This exercise requires an exact copy of each line from the one containing "for j in (0..=m" down to the last line below.

◇ ◇ ◇ ◇ ◇

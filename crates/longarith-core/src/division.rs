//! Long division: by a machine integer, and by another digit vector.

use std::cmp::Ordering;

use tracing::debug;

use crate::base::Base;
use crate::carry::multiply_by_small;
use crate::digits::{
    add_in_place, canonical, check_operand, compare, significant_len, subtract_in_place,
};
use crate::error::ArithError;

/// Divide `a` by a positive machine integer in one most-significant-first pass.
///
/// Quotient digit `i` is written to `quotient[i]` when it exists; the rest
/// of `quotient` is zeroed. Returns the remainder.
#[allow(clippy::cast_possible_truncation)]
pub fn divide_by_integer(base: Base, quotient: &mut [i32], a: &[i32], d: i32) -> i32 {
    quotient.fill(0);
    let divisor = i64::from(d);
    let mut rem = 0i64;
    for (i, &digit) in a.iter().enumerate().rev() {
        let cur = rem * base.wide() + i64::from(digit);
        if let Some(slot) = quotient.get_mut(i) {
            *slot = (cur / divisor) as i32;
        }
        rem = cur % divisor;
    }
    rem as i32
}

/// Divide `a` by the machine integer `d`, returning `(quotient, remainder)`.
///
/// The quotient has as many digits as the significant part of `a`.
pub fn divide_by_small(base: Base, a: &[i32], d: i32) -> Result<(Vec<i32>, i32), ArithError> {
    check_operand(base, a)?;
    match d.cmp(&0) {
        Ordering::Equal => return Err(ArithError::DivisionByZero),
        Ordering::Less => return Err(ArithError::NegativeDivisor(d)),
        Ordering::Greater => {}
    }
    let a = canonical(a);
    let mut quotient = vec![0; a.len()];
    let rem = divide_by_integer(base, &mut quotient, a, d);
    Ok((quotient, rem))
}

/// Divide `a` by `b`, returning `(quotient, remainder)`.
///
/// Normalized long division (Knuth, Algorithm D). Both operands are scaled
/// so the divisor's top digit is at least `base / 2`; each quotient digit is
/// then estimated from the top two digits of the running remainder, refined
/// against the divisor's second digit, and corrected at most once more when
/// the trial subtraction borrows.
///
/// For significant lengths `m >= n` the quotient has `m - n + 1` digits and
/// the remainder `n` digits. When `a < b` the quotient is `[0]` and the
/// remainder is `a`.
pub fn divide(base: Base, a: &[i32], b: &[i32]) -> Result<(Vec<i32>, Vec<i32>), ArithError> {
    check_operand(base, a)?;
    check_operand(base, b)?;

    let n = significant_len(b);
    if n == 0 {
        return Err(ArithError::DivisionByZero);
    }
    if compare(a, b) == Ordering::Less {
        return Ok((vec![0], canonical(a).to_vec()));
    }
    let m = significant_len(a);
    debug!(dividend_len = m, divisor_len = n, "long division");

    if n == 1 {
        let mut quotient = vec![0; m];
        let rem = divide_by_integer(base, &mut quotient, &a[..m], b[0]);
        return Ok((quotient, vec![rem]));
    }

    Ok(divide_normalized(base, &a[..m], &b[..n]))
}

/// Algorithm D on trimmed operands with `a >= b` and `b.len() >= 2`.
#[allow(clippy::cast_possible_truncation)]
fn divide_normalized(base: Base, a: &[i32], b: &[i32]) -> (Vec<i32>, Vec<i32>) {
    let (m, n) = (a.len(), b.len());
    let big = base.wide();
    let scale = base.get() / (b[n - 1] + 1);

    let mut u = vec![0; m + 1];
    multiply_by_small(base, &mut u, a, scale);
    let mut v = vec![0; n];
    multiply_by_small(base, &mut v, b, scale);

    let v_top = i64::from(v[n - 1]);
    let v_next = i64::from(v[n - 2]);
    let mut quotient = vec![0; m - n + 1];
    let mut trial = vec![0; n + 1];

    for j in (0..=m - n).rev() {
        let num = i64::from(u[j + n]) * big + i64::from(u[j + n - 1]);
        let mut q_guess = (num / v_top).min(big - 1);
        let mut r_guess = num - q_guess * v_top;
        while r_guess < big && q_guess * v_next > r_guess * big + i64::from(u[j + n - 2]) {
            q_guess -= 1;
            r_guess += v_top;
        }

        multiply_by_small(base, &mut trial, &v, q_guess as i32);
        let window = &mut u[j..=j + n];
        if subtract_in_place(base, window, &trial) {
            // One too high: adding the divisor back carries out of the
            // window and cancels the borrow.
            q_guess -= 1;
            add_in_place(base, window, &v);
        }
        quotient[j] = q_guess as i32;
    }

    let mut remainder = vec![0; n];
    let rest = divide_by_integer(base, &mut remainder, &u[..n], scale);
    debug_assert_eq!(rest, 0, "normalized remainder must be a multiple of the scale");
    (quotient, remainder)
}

◇ ◇ ◇ ◇ ◇

Answer section:
    for j in (0..=m - n).rev() {
        let num = i64::from(u[j + n]) * big + i64::from(u[j + n - 1]);
        let mut q_guess = (num / v_top).min(big - 1);
        let mut r_guess = num - q_guess * v_top;
        while r_guess < big && q_guess * v_next > r_guess * big + i64::from(u[j + n - 2]) {
            q_guess -= 1;
            r_guess += v_top;
        }

        multiply_by_small(base, &mut trial, &v, q_guess as i32);
        let window = &mut u[j..=j + n];
        if subtract_in_place(base, window, &trial) {
            // One too high: adding the divisor back carries out of the
            // window and cancels the borrow.
            q_guess -= 1;
            add_in_place(base, window, &v);
        }
        quotient[j] = q_guess as i32;
    }

    let mut remainder = vec![0; n];
    let rest = divide_by_integer(base, &mut remainder, &u[..n], scale);
    debug_assert_eq!(rest, 0, "normalized remainder must be a multiple of the scale");
    (quotient, remainder)
}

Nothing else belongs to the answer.